**Stored entries:**
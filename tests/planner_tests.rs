//! End-to-end planning tests: formulate, solve, extract

use nu_planner::core::ingest::load_catalog_dir;
use nu_planner::core::models::{
    Catalog, CatalogBuilder, Course, PlanningRequest, Requirements, StudentRecord,
};
use nu_planner::core::planner::{
    check_selection, formulate, plan_term, CancelToken, LinearSolver, PlanModel, PlanSolver,
    Recommendation, Rule, SolveOptions, SolveStatus,
};
use proptest::prelude::*;
use std::time::Duration;

const SAMPLE_CATALOG: &str = "samples/catalog";

fn band(min: u32, max: u32) -> Requirements {
    Requirements {
        credit_requirement: 40,
        min_credits_per_term: min,
        max_credits_per_term: max,
    }
}

fn course(id: &str, credits: u32, prereqs: &[&str]) -> Course {
    let mut course = Course::new(id.to_string(), credits);
    for p in prereqs {
        course.add_prerequisite((*p).to_string());
    }
    course
}

/// A:3, B:3 (needs A), C:4 (needs A and B), 3 to 6 credits per term
fn chain() -> Catalog {
    CatalogBuilder::new(band(3, 6))
        .course(course("A", 3, &[]))
        .course(course("B", 3, &["A"]))
        .course(course("C", 4, &["A", "B"]))
        .build()
        .unwrap()
}

fn plan(catalog: &Catalog, request: &PlanningRequest) -> Recommendation {
    let record = StudentRecord::from_request(catalog, request).unwrap();
    plan_term(catalog, &record, &LinearSolver, &SolveOptions::default()).unwrap()
}

fn sample() -> Catalog {
    load_catalog_dir(SAMPLE_CATALOG).expect("sample catalog should load")
}

#[test]
fn test_chain_first_term_recommends_a() {
    let rec = plan(&chain(), &PlanningRequest::new(1));
    assert!(rec.is_planned());
    assert_eq!(rec.courses, vec!["A"]);
    assert_eq!(rec.total_credits, 3);
    assert_eq!(rec.objective_value, Some(37));
}

#[test]
fn test_chain_after_a_recommends_b() {
    let rec = plan(&chain(), &PlanningRequest::new(2).with_grade("A", "A"));
    assert_eq!(rec.courses, vec!["B"]);
}

#[test]
fn test_chain_forcing_c_without_prerequisites_fails() {
    let catalog = chain();
    let record = StudentRecord::from_request(&catalog, &PlanningRequest::new(1)).unwrap();

    let report = check_selection(&catalog, &record, ["C"]).unwrap();
    assert!(!report.is_valid());
    assert!(report
        .violations
        .iter()
        .any(|v| v.rule == Rule::Prerequisite && v.subject == "C needs A, B"));

    let passed = PlanningRequest::new(3)
        .with_grade("A", "B")
        .with_grade("B", "C");
    let record = StudentRecord::from_request(&catalog, &passed).unwrap();
    let report = check_selection(&catalog, &record, ["C"]).unwrap();
    assert!(report.is_valid(), "{:?}", report.violations);
    assert_eq!(plan(&catalog, &passed).courses, vec!["C"]);
}

#[test]
fn test_unknown_course_in_selection_is_rejected() {
    let catalog = chain();
    let record = StudentRecord::from_request(&catalog, &PlanningRequest::new(1)).unwrap();
    assert!(check_selection(&catalog, &record, ["ZZZ"]).is_err());
}

#[test]
fn test_no_candidates_within_band_is_infeasible() {
    // only A is open and it is below the minimum load
    let catalog = CatalogBuilder::new(band(5, 6))
        .course(course("A", 3, &[]))
        .course(course("B", 3, &["A"]))
        .build()
        .unwrap();
    let rec = plan(&catalog, &PlanningRequest::new(1));
    assert_eq!(rec.status, SolveStatus::Infeasible);
    assert!(rec.courses.is_empty());
    assert!(rec.objective_value.is_none());
}

#[test]
fn test_free_electives_open_after_fifth_term() {
    let mut elective = Course::new("FE".to_string(), 4);
    elective.add_timeslot("FRI".to_string());
    let catalog = CatalogBuilder::new(band(0, 10))
        .course(course("CORE", 3, &[]))
        .course(elective)
        .free_electives(&["FE"])
        .build()
        .unwrap();

    let fifth = plan(&catalog, &PlanningRequest::new(5));
    assert_eq!(fifth.courses, vec!["CORE"]);

    let sixth = plan(&catalog, &PlanningRequest::new(6));
    assert_eq!(sixth.courses, vec!["CORE", "FE"]);
}

#[test]
fn test_projects_open_from_fourth_term() {
    let catalog = CatalogBuilder::new(band(0, 10))
        .course(course("P", 4, &[]))
        .projects(&["P"])
        .build()
        .unwrap();

    assert!(plan(&catalog, &PlanningRequest::new(3)).courses.is_empty());
    assert_eq!(plan(&catalog, &PlanningRequest::new(4)).courses, vec!["P"]);
}

#[test]
fn test_minor_cap_counts_passed_courses() {
    let ids = ["M1", "M2", "M3", "M4", "M5", "M6", "M7"];
    let catalog = ids
        .iter()
        .fold(CatalogBuilder::new(band(0, 40)), |b, id| {
            b.course(course(id, 3, &[]))
        })
        .minor("Maths", &ids)
        .build()
        .unwrap();

    let request = ids[..4]
        .iter()
        .fold(PlanningRequest::new(6).with_minor("maths"), |r, id| {
            r.with_grade(id, "A")
        });
    let rec = plan(&catalog, &request);
    assert_eq!(rec.courses.len(), 1);

    // before the sixth term the cap does not apply
    let early = ids[..4]
        .iter()
        .fold(PlanningRequest::new(5).with_minor("maths"), |r, id| {
            r.with_grade(id, "A")
        });
    assert_eq!(plan(&catalog, &early).courses.len(), 3);
}

#[test]
fn test_sample_first_term_respects_gates_and_band() {
    let catalog = sample();
    let rec = plan(&catalog, &PlanningRequest::new(1));

    assert!(rec.is_planned());
    let total = u32::try_from(rec.total_credits).unwrap();
    assert!(total >= catalog.min_credits_per_term());
    assert!(total <= catalog.max_credits_per_term());
    for id in &rec.courses {
        assert!(!catalog.project_modules().contains(id), "project {id} selected");
        assert!(
            !catalog.free_elective_modules().contains(id),
            "free elective {id} selected"
        );
    }

    let gen_ed = rec
        .courses
        .iter()
        .filter(|id| catalog.general_education_group().contains(id))
        .count();
    assert!(gen_ed <= 2);
    assert!(!(rec.courses.contains(&"GESS1001".to_string())
        && rec.courses.contains(&"GEC1001".to_string())));
}

#[test]
fn test_sample_planning_is_idempotent() {
    let catalog = sample();
    let request = PlanningRequest::new(2)
        .with_grade("CS1010", "A")
        .with_grade("CS1231", "B+")
        .with_grade("MA1521", "C");

    let first = plan(&catalog, &request);
    let second = plan(&catalog, &request);
    assert_eq!(first.objective_value, second.objective_value);
    assert_eq!(first, second);
}

#[test]
fn test_sample_co_modules_move_together() {
    let catalog = sample();
    let request = PlanningRequest::new(2)
        .with_grade("CS1010", "A")
        .with_grade("CS2040", "A");
    let rec = plan(&catalog, &request);

    let lecture = rec.courses.contains(&"CS2113".to_string());
    let tutorial = rec.courses.contains(&"CS2101".to_string());
    assert_eq!(lecture, tutorial);

    let record = StudentRecord::from_request(&catalog, &request).unwrap();
    let report = check_selection(&catalog, &record, ["CS2113"]).unwrap();
    assert!(report.violations.iter().any(|v| v.rule == Rule::CoModule));
}

#[test]
fn test_sample_prior_exposure_accepts_a_failed_attempt() {
    let catalog = sample();

    let fresh = StudentRecord::from_request(&catalog, &PlanningRequest::new(2)).unwrap();
    let report = check_selection(&catalog, &fresh, ["CS3216"]).unwrap();
    assert!(report
        .violations
        .iter()
        .any(|v| v.rule == Rule::PriorExposure));

    let attempted = StudentRecord::from_request(
        &catalog,
        &PlanningRequest::new(2).with_grade("CS2030", "F"),
    )
    .unwrap();
    let report = check_selection(&catalog, &attempted, ["CS3216"]).unwrap();
    assert!(!report
        .violations
        .iter()
        .any(|v| v.rule == Rule::PriorExposure));
}

#[test]
fn test_sample_minor_lock_in_blocks_other_minors() {
    let catalog = sample();
    let record = StudentRecord::from_request(
        &catalog,
        &PlanningRequest::new(6).with_minor("MATHEMATICS"),
    )
    .unwrap();
    assert_eq!(record.chosen_minor(), Some("Mathematics"));

    let report = check_selection(&catalog, &record, ["EC1101E"]).unwrap();
    assert!(report
        .violations
        .iter()
        .any(|v| v.rule == Rule::MinorLockIn && v.subject == "EC1101E"));
}

#[test]
fn test_cancelled_solve_is_unknown() {
    let catalog = chain();
    let record = StudentRecord::from_request(&catalog, &PlanningRequest::new(1)).unwrap();
    let cancel = CancelToken::new();
    cancel.cancel();
    let options = SolveOptions {
        time_limit: Some(Duration::from_secs(5)),
        cancel: Some(cancel),
    };

    let rec = plan_term(&catalog, &record, &LinearSolver, &options).unwrap();
    assert_eq!(rec.status, SolveStatus::Unknown);
    assert!(rec.courses.is_empty());
}

#[test]
fn test_expired_time_budget_is_unknown() {
    let catalog = sample();
    let record = StudentRecord::from_request(&catalog, &PlanningRequest::new(1)).unwrap();
    let options = SolveOptions::with_time_limit(Duration::ZERO);

    for _ in 0..20 {
        let rec = plan_term(&catalog, &record, &LinearSolver, &options).unwrap();
        assert_eq!(rec.status, SolveStatus::Unknown);
        assert!(rec.courses.is_empty());
        assert!(rec.objective_value.is_none());
    }
}

#[test]
fn test_record_from_same_sized_catalog_is_rejected() {
    let other = CatalogBuilder::new(band(3, 6))
        .course(course("X", 3, &[]))
        .course(course("Y", 3, &[]))
        .course(course("Z", 4, &[]))
        .build()
        .unwrap();
    let record = StudentRecord::from_request(&other, &PlanningRequest::new(1)).unwrap();
    assert!(plan_term(&chain(), &record, &LinearSolver, &SolveOptions::default()).is_err());
}

#[test]
fn test_record_from_other_catalog_is_rejected() {
    let small = chain();
    let record = StudentRecord::from_request(&small, &PlanningRequest::new(1)).unwrap();
    assert!(plan_term(&sample(), &record, &LinearSolver, &SolveOptions::default()).is_err());
}

/// Random small catalogs: credits, slot sets, optional co-module partner, offered flag
fn arb_catalog() -> impl Strategy<Value = (Catalog, Vec<bool>)> {
    let course = (1u32..=5, prop::collection::vec(0usize..4, 0..3), any::<bool>(), any::<bool>());
    (prop::collection::vec(course, 2..8), any::<u64>(), 0u32..6).prop_map(
        |(specs, seed, min)| {
            let n = specs.len();
            let mut passed = Vec::with_capacity(n);
            let mut builder = CatalogBuilder::new(Requirements {
                credit_requirement: 60,
                min_credits_per_term: min,
                max_credits_per_term: min + 9,
            });
            for (idx, (credits, slots, offered, pass)) in specs.into_iter().enumerate() {
                let mut c = Course::new(format!("C{idx}"), credits);
                for slot in slots {
                    c.add_timeslot(format!("S{slot}"));
                }
                c.set_offered(offered || idx % 2 == 0);
                // deterministic partner choice from the seed
                let partner = usize::try_from(seed.rotate_left(u32::try_from(idx).unwrap()) % 64)
                    .unwrap();
                if partner < n && partner != idx && partner % 3 == 0 {
                    c.set_co_module(format!("C{partner}"));
                }
                passed.push(pass && idx % 3 == 1);
                builder = builder.course(c);
            }
            (builder.build().unwrap(), passed)
        },
    )
}

/// Best credit total over every assignment that breaks no rule, by enumeration
fn exhaustive_best(model: &PlanModel) -> Option<i64> {
    let n = model.variables().len();
    (0u32..1 << n)
        .map(|mask| (0..n).map(|i| mask & (1 << i) != 0).collect::<Vec<bool>>())
        .filter(|assignment| model.violations(assignment).is_empty())
        .map(|assignment| model.objective().credits_taken(&assignment))
        .max()
}

fn request_for(catalog: &Catalog, passed: &[bool], terms: u32) -> PlanningRequest {
    catalog
        .courses()
        .iter()
        .zip(passed)
        .filter(|(_, p)| **p)
        .fold(PlanningRequest::new(terms), |r, (c, _)| r.with_grade(&c.id, "A"))
}

proptest! {
    #![proptest_config(ProptestConfig::with_cases(48))]

    #[test]
    fn prop_solutions_never_break_clash_or_co_module_rules((catalog, passed) in arb_catalog()) {
        let request = request_for(&catalog, &passed, 2);
        let record = StudentRecord::from_request(&catalog, &request).unwrap();
        let model = formulate(&catalog, &record).unwrap();
        let outcome = LinearSolver.solve(&model, &SolveOptions::default());

        prop_assert_ne!(outcome.status, SolveStatus::Unknown);
        if let Some(assignment) = outcome.assignment {
            prop_assert!(model.violations(&assignment).is_empty());

            let courses = catalog.courses();
            for a in 0..courses.len() {
                for b in (a + 1)..courses.len() {
                    if courses[a].clashes_with(&courses[b]) {
                        prop_assert!(!(assignment[a] && assignment[b]));
                    }
                }
                if let Some(partner) = courses[a].co_module.as_deref() {
                    let m = catalog.index_of(partner).unwrap();
                    let lhs = i64::from(assignment[a]) + i64::from(record.passed(a));
                    let rhs = i64::from(assignment[m]) + i64::from(record.passed(m));
                    prop_assert_eq!(lhs, rhs);
                }
            }
        }
    }

    #[test]
    fn prop_solutions_are_optimal((catalog, passed) in arb_catalog(), terms in 0u32..8) {
        let request = request_for(&catalog, &passed, terms);
        let record = StudentRecord::from_request(&catalog, &request).unwrap();
        let model = formulate(&catalog, &record).unwrap();
        let outcome = LinearSolver.solve(&model, &SolveOptions::default());
        let best = exhaustive_best(&model);

        match outcome.status {
            SolveStatus::Optimal => {
                let assignment = outcome.assignment.unwrap();
                prop_assert!(model.violations(&assignment).is_empty());
                prop_assert_eq!(Some(model.objective().credits_taken(&assignment)), best);
            }
            SolveStatus::Infeasible => prop_assert_eq!(best, None),
            other => prop_assert!(false, "unexpected status {}", other),
        }
    }
}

**Task requirements:** Reproduce every line in the records above that contains the word "specs".

**Task output:**
        |(specs, seed, min)| {
            let n = specs.len();
            for (idx, (credits, slots, offered, pass)) in specs.into_iter().enumerate() {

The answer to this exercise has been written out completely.